[Collected data]
Content starts

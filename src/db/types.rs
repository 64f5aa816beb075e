//! SQLite value decoding.
//!
//! Row values are decoded into [`SqlValue`] by inspecting each value's
//! actual storage class rather than the column's declared type: SQLite's
//! type discipline allows any value in any column, so the declared type is
//! informational only.

use crate::models::SqlValue;
use base64::{Engine as _, engine::general_purpose::STANDARD};
use sqlx::sqlite::SqliteRow;
use sqlx::{Row, TypeInfo, ValueRef};

/// Decode a full row into values in column order.
pub fn decode_row(row: &SqliteRow) -> Vec<SqlValue> {
    (0..row.len()).map(|idx| decode_column(row, idx)).collect()
}

/// Decode the value at `idx` according to its storage class.
pub fn decode_column(row: &SqliteRow, idx: usize) -> SqlValue {
    let raw = match row.try_get_raw(idx) {
        Ok(raw) => raw,
        Err(_) => return SqlValue::Null,
    };
    if raw.is_null() {
        return SqlValue::Null;
    }

    let storage_class = raw.type_info().name().to_string();
    match storage_class.as_str() {
        "INTEGER" | "BOOLEAN" => row
            .try_get::<i64, _>(idx)
            .map(SqlValue::Integer)
            .unwrap_or(SqlValue::Null),
        "REAL" => row
            .try_get::<f64, _>(idx)
            .map(SqlValue::Real)
            .unwrap_or(SqlValue::Null),
        "TEXT" => row
            .try_get::<String, _>(idx)
            .map(SqlValue::Text)
            .unwrap_or(SqlValue::Null),
        "BLOB" => row
            .try_get::<Vec<u8>, _>(idx)
            .map(|bytes| SqlValue::Blob(encode_blob(&bytes)))
            .unwrap_or(SqlValue::Null),
        _ => decode_fallback(row, idx),
    }
}

/// A non-standard storage class name (NUMERIC, DATETIME, ...): try the
/// concrete types in order of likelihood.
fn decode_fallback(row: &SqliteRow, idx: usize) -> SqlValue {
    if let Ok(v) = row.try_get::<i64, _>(idx) {
        return SqlValue::Integer(v);
    }
    if let Ok(v) = row.try_get::<f64, _>(idx) {
        return SqlValue::Real(v);
    }
    if let Ok(v) = row.try_get::<String, _>(idx) {
        return SqlValue::Text(v);
    }
    if let Ok(v) = row.try_get::<Vec<u8>, _>(idx) {
        return SqlValue::Blob(encode_blob(&v));
    }
    SqlValue::Null
}

/// Encode BLOB bytes as base64 for display and JSON transport.
pub fn encode_blob(bytes: &[u8]) -> String {
    STANDARD.encode(bytes)
}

Content ends

PROBLEM TO SOLVE -
One number is all the reply should hold: how many lines in these records include the word "match".

ANSWER SECTION -
2